Si solo tienes una mañana, esta es la versión que yo haría
Yo empezaría temprano en el mirador, bajaría después al interior del cráter y me quedaría un rato leyendo el paisaje antes de seguir caminando. No haría la visita con prisa, porque aquí el interés está en cómo cambian el suelo, la vegetación y la forma del relieve en pocos metros.
- Haz la parada alta antes de entrar en el cráter, para entender el conjunto.
- Fíjate en los paneles interpretativos, porque añaden contexto real y evitan que la ruta se quede en un simple paseo bonito.
- Si el día está muy despejado, aprovecha la luz de primera hora o la tarde: el relieve se entiende mejor y las fotos ganan profundidad.

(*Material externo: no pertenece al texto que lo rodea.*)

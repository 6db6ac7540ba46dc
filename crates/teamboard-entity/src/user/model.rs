//! User entity model.

use chrono::{DateTime, Utc};
use serde::{Deserialize, Serialize};
use sqlx::FromRow;
use uuid::Uuid;

/// A registered account.
#[derive(Debug, Clone, Serialize, Deserialize, FromRow)]
#[serde(rename_all = "camelCase")]
pub struct User {
    /// Unique user identifier.
    pub id: Uuid,
    /// Login email, stored lower-cased.
    pub email: String,
    /// Argon2 password hash.
    #[serde(skip_serializing)]
    pub password_hash: String,
    /// Display name.
    pub full_name: String,
    /// Avatar image URL chosen by the user.
    pub custom_avatar_url: Option<String>,
    /// When the user registered.
    pub created_at: DateTime<Utc>,
    /// When the profile was last changed.
    pub updated_at: DateTime<Utc>,
}

/// Data required to create a new user.
#[derive(Debug, Clone)]
pub struct CreateUser {
    /// Email address (normalized by the caller).
    pub email: String,
    /// Pre-hashed password.
    pub password_hash: String,
    /// Display name.
    pub full_name: String,
}

/// Profile fields a user may change on their own account.
#[derive(Debug, Clone, Default)]
pub struct UpdateUserProfile {
    /// New display name.
    pub full_name: Option<String>,
    /// `Some(None)` clears the custom avatar.
    pub custom_avatar_url: Option<Option<String>>,
}
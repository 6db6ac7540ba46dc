//! `AuthUser` extractor: pulls the JWT from the Authorization header,
//! validates it, and injects the request context.

use axum::extract::FromRequestParts;
use axum::http::header::AUTHORIZATION;
use axum::http::request::Parts;

use teamboard_core::error::AppError;
use teamboard_service::RequestContext;

use crate::error::ApiError;
use crate::state::AppState;

/// Extracted authenticated user context available in handlers.
#[derive(Debug, Clone)]
pub struct AuthUser(pub RequestContext);

impl std::ops::Deref for AuthUser {
    type Target = RequestContext;
    fn deref(&self) -> &Self::Target {
        &self.0
    }
}

impl FromRequestParts<AppState> for AuthUser {
    type Rejection = ApiError;

    async fn from_request_parts(
        parts: &mut Parts,
        state: &AppState,
    ) -> Result<Self, Self::Rejection> {
        let auth_header = parts
            .headers
            .get(AUTHORIZATION)
            .and_then(|v| v.to_str().ok())
            .ok_or_else(|| AppError::authentication("Missing Authorization header"))?;

        let token = auth_header
            .strip_prefix("Bearer ")
            .map(str::trim)
            .filter(|t| !t.is_empty())
            .ok_or_else(|| AppError::authentication("Invalid Authorization header format"))?;

        let claims = state.jwt_decoder.decode(token)?;

        Ok(AuthUser(RequestContext::new(claims.user_id(), claims.email)))
    }
}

- Si vas en una escapada más amplia, combínala con otra parada corta en la zona de Girona y no con una ruta larga el mismo día; La Crosa encaja mejor como pieza inteligente de una jornada tranquila que como objetivo de desgaste físico.
Yo la veo como una de esas visitas pequeñas en kilómetros y grandes en contenido: fácil de hacer, muy clara para quien quiere naturaleza con algo de geología y especialmente agradecida si te gustan los paisajes volcánicos que se entienden a pie. Si buscas una salida sobria, bien resuelta y sin masificación innecesaria, aquí tienes una apuesta muy sólida.